1. Interdipendenza: la logica organizzativa classica tende a separare le funzioni delimitandole nei propri ambiti di attività e responsabilità. Per favorire l’emergere di dinamiche auto-organizzative, occorre progettare organizzazioni fortemente interconnesse.

2. Ridondanza: accanto alla tradizionale specializzazione dei ruoli e dei compiti, per rendere l’organizzazione flessibile occorre sviluppare competenze polivalenti e quindi avviare un processo parallelo di de-specializzazione. In assenza di una qualche forma di ridondanza funzionale e cognitiva, il sistema perde elasticità e capacità auto-organizzativa, diventa rigido e dipendente da input gerarchici.
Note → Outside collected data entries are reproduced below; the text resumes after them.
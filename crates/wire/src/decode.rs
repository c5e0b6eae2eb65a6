use crate::error::ProtocolError;
use crate::{NODE_ELEMENT, NODE_TEXT};
use core_types::{AttrId, CommandId, NodeId};
use std::sync::Arc;
use tools::leb128::{self, VarintError};
use vdom::{Opcode, Patch, PatchAttr, PatchNode, PayloadKind};

/// Deepest inserted subtree a batch may carry.
pub const MAX_NESTING: usize = 512;

/// Decode a whole batch. Never panics on malformed input.
pub fn decode(bytes: &[u8]) -> Result<Vec<Patch>, ProtocolError> {
    let mut reader = Reader {
        bytes,
        pos: 0,
        strings: Vec::new(),
    };
    reader.header()?;
    let mut patches = Vec::new();
    while reader.pos < bytes.len() {
        patches.push(reader.patch()?);
    }
    log::trace!(
        target: "wire",
        "decoded {} patches, {} strings, {} bytes",
        patches.len(),
        reader.strings.len(),
        bytes.len()
    );
    Ok(patches)
}

struct Reader<'a> {
    bytes: &'a [u8],
    pos: usize,
    strings: Vec<Arc<str>>,
}

impl<'a> Reader<'a> {
    fn header(&mut self) -> Result<(), ProtocolError> {
        let count = self.usize()?;
        // Every entry takes at least its length byte.
        if count > self.remaining() {
            return Err(ProtocolError::UnexpectedEof {
                offset: self.bytes.len(),
            });
        }
        self.strings.reserve(count);
        for index in 0..count {
            let len = self.usize()?;
            let raw = self.take(len)?;
            let s = std::str::from_utf8(raw).map_err(|_| ProtocolError::InvalidUtf8 { index })?;
            self.strings.push(Arc::from(s));
        }
        Ok(())
    }

    fn patch(&mut self) -> Result<Patch, ProtocolError> {
        let offset = self.pos;
        let raw = self.u8()?;
        let opcode =
            Opcode::from_u8(raw).ok_or(ProtocolError::UnknownOpcode { opcode: raw, offset })?;
        Ok(match opcode {
            Opcode::SetAttribute => Patch::SetAttribute {
                node: NodeId::from(self.string()?),
                attr: AttrId::from(self.string()?),
                name: self.string()?,
                value: self.string()?.to_string(),
            },
            Opcode::RemoveAttribute => Patch::RemoveAttribute {
                node: NodeId::from(self.string()?),
                attr: AttrId::from(self.string()?),
                name: self.string()?,
            },
            Opcode::InsertBefore => Patch::InsertBefore {
                parent: NodeId::from(self.string()?),
                before: self.optional()?.map(NodeId::from),
                node: self.node(0)?,
            },
            Opcode::RemoveChild => Patch::RemoveChild {
                parent: NodeId::from(self.string()?),
                child: NodeId::from(self.string()?),
            },
            Opcode::MoveChild => Patch::MoveChild {
                parent: NodeId::from(self.string()?),
                child: NodeId::from(self.string()?),
                before: self.optional()?.map(NodeId::from),
            },
            Opcode::SetText => Patch::SetText {
                node: NodeId::from(self.string()?),
                value: self.string()?.to_string(),
            },
            Opcode::ClearChildren => Patch::ClearChildren {
                parent: NodeId::from(self.string()?),
            },
            Opcode::AddHandler => Patch::AddHandler {
                node: NodeId::from(self.string()?),
                event: self.string()?,
                command: CommandId::from(self.string()?),
                payload: self.payload_kind()?,
            },
            Opcode::RemoveHandler => Patch::RemoveHandler {
                node: NodeId::from(self.string()?),
                event: self.string()?,
                command: CommandId::from(self.string()?),
            },
            Opcode::SetTitle => Patch::SetTitle {
                title: self.string()?.to_string(),
            },
        })
    }

    fn node(&mut self, depth: usize) -> Result<PatchNode, ProtocolError> {
        if depth >= MAX_NESTING {
            return Err(ProtocolError::NestingTooDeep { limit: MAX_NESTING });
        }
        let offset = self.pos;
        match self.u8()? {
            NODE_ELEMENT => {
                let id = NodeId::from(self.string()?);
                let tag = self.string()?;
                let attr_count = self.usize()?;
                let mut attributes = Vec::with_capacity(attr_count.min(self.remaining()));
                for _ in 0..attr_count {
                    attributes.push(PatchAttr {
                        id: AttrId::from(self.string()?),
                        name: self.string()?,
                        value: self.string()?.to_string(),
                    });
                }
                let child_count = self.usize()?;
                let mut children = Vec::with_capacity(child_count.min(self.remaining()));
                for _ in 0..child_count {
                    children.push(self.node(depth + 1)?);
                }
                Ok(PatchNode::Element {
                    id,
                    tag,
                    attributes,
                    children,
                })
            }
            NODE_TEXT => Ok(PatchNode::Text {
                id: NodeId::from(self.string()?),
                value: self.string()?.to_string(),
            }),
            kind => Err(ProtocolError::UnknownNodeKind { kind, offset }),
        }
    }

    fn payload_kind(&mut self) -> Result<PayloadKind, ProtocolError> {
        let offset = self.pos;
        let kind = self.u8()?;
        PayloadKind::from_u8(kind).ok_or(ProtocolError::UnknownPayloadKind { kind, offset })
    }

    fn string(&mut self) -> Result<Arc<str>, ProtocolError> {
        let index = self.usize()?;
        self.lookup(index)
    }

    fn optional(&mut self) -> Result<Option<Arc<str>>, ProtocolError> {
        match self.usize()? {
            0 => Ok(None),
            n => self.lookup(n - 1).map(Some),
        }
    }

    fn lookup(&self, index: usize) -> Result<Arc<str>, ProtocolError> {
        self.strings
            .get(index)
            .cloned()
            .ok_or(ProtocolError::StringIndexOutOfRange {
                index,
                len: self.strings.len(),
            })
    }

    fn u8(&mut self) -> Result<u8, ProtocolError> {
        let byte = *self
            .bytes
            .get(self.pos)
            .ok_or(ProtocolError::UnexpectedEof { offset: self.pos })?;
        self.pos += 1;
        Ok(byte)
    }

    fn usize(&mut self) -> Result<usize, ProtocolError> {
        let offset = self.pos;
        leb128::read_usize(self.bytes, &mut self.pos).map_err(|err| match err {
            VarintError::Truncated => ProtocolError::UnexpectedEof { offset },
            VarintError::Overflow => ProtocolError::VarintOverflow { offset },
        })
    }

    fn take(&mut self, len: usize) -> Result<&'a [u8], ProtocolError> {
        let bytes: &'a [u8] = self.bytes;
        if len > self.remaining() {
            return Err(ProtocolError::UnexpectedEof {
                offset: bytes.len(),
            });
        }
        let start = self.pos;
        self.pos += len;
        Ok(&bytes[start..self.pos])
    }

    fn remaining(&self) -> usize {
        self.bytes.len() - self.pos
    }
}

#[cfg(test)]
mod tests {
    use super::*;
    use crate::encode;

    fn sample() -> Vec<Patch> {
        vec![
            Patch::InsertBefore {
                parent: NodeId::from("root"),
                before: None,
                node: PatchNode::Element {
                    id: NodeId::from("n1"),
                    tag: Arc::from("ul"),
                    attributes: vec![PatchAttr {
                        id: AttrId::from("a1"),
                        name: Arc::from("class"),
                        value: "list".to_string(),
                    }],
                    children: vec![PatchNode::Text {
                        id: NodeId::from("n2"),
                        value: "héllo".to_string(),
                    }],
                },
            },
            Patch::AddHandler {
                node: NodeId::from("n1"),
                event: Arc::from("click"),
                command: CommandId::from("c1"),
                payload: PayloadKind::Pointer,
            },
            Patch::MoveChild {
                parent: NodeId::from("n1"),
                child: NodeId::from("n2"),
                before: Some(NodeId::from("n1")),
            },
            Patch::SetTitle {
                title: "Todos".to_string(),
            },
        ]
    }

    #[test]
    fn decodes_what_was_encoded() {
        let patches = sample();
        assert_eq!(decode(&encode(&patches)).unwrap(), patches);
    }

    #[test]
    fn header_strings_resolve_by_index() {
        let bytes = [2, 1, b'p', 2, b'h', b'i', Opcode::SetText as u8, 0, 1];
        assert_eq!(
            decode(&bytes).unwrap(),
            vec![Patch::SetText {
                node: NodeId::from("p"),
                value: "hi".to_string(),
            }]
        );
    }

    #[test]
    fn empty_batch_is_a_zero_string_header() {
        let bytes = encode(&[]);
        assert_eq!(bytes, vec![0]);
        assert!(decode(&bytes).unwrap().is_empty());
    }

    #[test]
    fn empty_input_is_truncated() {
        assert_eq!(
            decode(&[]),
            Err(ProtocolError::UnexpectedEof { offset: 0 })
        );
    }

    #[test]
    fn truncated_batches_never_decode_to_the_full_list() {
        let patches = sample();
        let bytes = encode(&patches);
        for cut in 0..bytes.len() {
            // A cut on a record boundary is a shorter valid batch.
            match decode(&bytes[..cut]) {
                Ok(decoded) => assert!(decoded.len() < patches.len(), "cut at {cut}"),
                Err(_) => {}
            }
        }
    }

    #[test]
    fn out_of_range_string_index() {
        // One string, then ClearChildren pointing at index 3.
        let bytes = [1, 1, b'x', 7, 3];
        assert_eq!(
            decode(&bytes),
            Err(ProtocolError::StringIndexOutOfRange { index: 3, len: 1 })
        );
    }

    #[test]
    fn unknown_opcode_reports_its_offset() {
        let bytes = [0, 42];
        assert_eq!(
            decode(&bytes),
            Err(ProtocolError::UnknownOpcode {
                opcode: 42,
                offset: 1
            })
        );
    }

    #[test]
    fn invalid_utf8_in_header() {
        let bytes = [1, 2, 0xC3, 0x28];
        assert_eq!(decode(&bytes), Err(ProtocolError::InvalidUtf8 { index: 0 }));
    }

    #[test]
    fn unknown_payload_kind() {
        // strings: "n", "e", "c"; AddHandler n e c <9>
        let bytes = [3, 1, b'n', 1, b'e', 1, b'c', 8, 0, 1, 2, 9];
        assert_eq!(
            decode(&bytes),
            Err(ProtocolError::UnknownPayloadKind { kind: 9, offset: 11 })
        );
    }

    #[test]
    fn unknown_node_kind() {
        // strings: "p"; InsertBefore p none <kind 7>
        let bytes = [1, 1, b'p', 3, 0, 0, 7];
        assert_eq!(
            decode(&bytes),
            Err(ProtocolError::UnknownNodeKind { kind: 7, offset: 6 })
        );
    }

    #[test]
    fn overlong_varint_is_rejected() {
        let mut bytes = vec![0xFF; 10];
        bytes.push(0x01);
        assert_eq!(
            decode(&bytes),
            Err(ProtocolError::VarintOverflow { offset: 0 })
        );
    }

    #[test]
    fn huge_string_count_does_not_allocate() {
        let mut bytes = Vec::new();
        tools::leb128::write_usize(&mut bytes, usize::MAX >> 8);
        assert!(matches!(
            decode(&bytes),
            Err(ProtocolError::UnexpectedEof { .. })
        ));
    }

    #[test]
    fn nesting_limit_is_enforced() {
        let mut node = PatchNode::Text {
            id: NodeId::from("leaf"),
            value: String::new(),
        };
        for _ in 0..MAX_NESTING {
            node = PatchNode::Element {
                id: NodeId::from("d"),
                tag: Arc::from("div"),
                attributes: Vec::new(),
                children: vec![node],
            };
        }
        let bytes = encode(&[Patch::InsertBefore {
            parent: NodeId::from("root"),
            before: None,
            node,
        }]);
        assert_eq!(
            decode(&bytes),
            Err(ProtocolError::NestingTooDeep { limit: MAX_NESTING })
        );
    }
}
3. Bassa specificità: uno dei principi su cui si basa il modello classico di organizzazione vuole che le procedure organizzative e i piani operativi siano definiti il più chiaramente possibile. Questo inibisce la possibilità di auto-organizzazione del sistema. C’è un insegnamento che proviene dalla cibernetica che può essere di aiuto per superare questa situazione: non concentrarsi su ciò che occorre fare, bensì sulle azioni che si vogliono evitare. Invece di fissare un modus operandi fisso e dettagliato, si individuano i vincoli che non si vuole vengano superati. Definire solo ciò che si vuole evitare lascia il campo più libero, creando uno spazio dinamico e mutevole per un ventaglio di azioni possibili all’interno dei limiti stabiliti.

4. Concentrarsi sulle condizioni di partenza: per favorire l’emergere di dinamiche auto-organizzative, la leadership non deve focalizzarsi sugli output attesi in una logica “push”, bensì preoccuparsi di creare le giuste condizioni di partenza. Creare quindi un contesto organizzativo che favorisca l’emergere di determinati comportamenti coerenti con gli scopi dell’organizzazione.
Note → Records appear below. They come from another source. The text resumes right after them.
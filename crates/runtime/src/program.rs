use crate::command::Command;
use crate::subscription::Subscription;
use url::Url;
use vdom::Document;

/// A link the user followed.
#[derive(Clone, Debug, PartialEq, Eq)]
pub enum UrlRequest {
    /// Same application; usually answered with `Command::push_url`.
    Internal(Url),
    External(String),
}

/// The application hosted by a [`Runtime`](crate::Runtime).
///
/// `update` and `view` are pure: they see the current model by reference and return a new one
/// (or a tree) instead of mutating anything. Panics in them propagate to the caller driving
/// the runtime.
pub trait Program {
    type Model;
    type Message: Clone + Send + 'static;
    /// Opaque effect payload handed to the interpreter.
    type Effect;
    type Flags;

    fn init(
        &self,
        url: &Url,
        flags: Self::Flags,
    ) -> (Self::Model, Command<Self::Message, Self::Effect>);

    fn update(
        &self,
        message: Self::Message,
        model: &Self::Model,
    ) -> (Self::Model, Command<Self::Message, Self::Effect>);

    fn view(&self, model: &Self::Model) -> Document<Self::Message>;

    fn subscriptions(&self, _model: &Self::Model) -> Vec<Subscription<Self::Message>> {
        Vec::new()
    }

    /// Message for a location change. `None` ignores it.
    fn on_url_change(&self, _url: &Url) -> Option<Self::Message> {
        None
    }

    fn on_url_request(&self, _request: UrlRequest) -> Option<Self::Message> {
        None
    }
}
#![no_main]

use libfuzzer_sys::fuzz_target;

fuzz_target!(|data: &[u8]| {
    // Whatever decodes must encode back to something that decodes to the same patches.
    if let Ok(patches) = wire::decode(data) {
        let again = wire::encode(&patches);
        assert_eq!(wire::decode(&again).ok(), Some(patches));
    }
});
In un’impresa-macchina c’è una sola persona alla guida, in un’impresa-cervello il volante viene dato in dotazione a tutti.

I quattro principi qui sinteticamente descritti delineano un’organizzazione molto diversa da quella a cui siamo abituati. Non è difficile intuire come il maggiore cambiamento rispetto alla visione tradizionale dell’organizzazione riguardi le logiche di potere. Se pensiamo a quante difficoltà e resistenze i manager e le imprese manifestano tuttora nell’adozione di sistemi organizzativi “organici”, possiamo ben dire che i principi proposti da Morgan possono essere considerati un contributo operativo per progettare organizzazioni diverse da quelle di stampo burocratico. Organizzazioni flessibili, adatte a competere in contesti fortemente turbolenti.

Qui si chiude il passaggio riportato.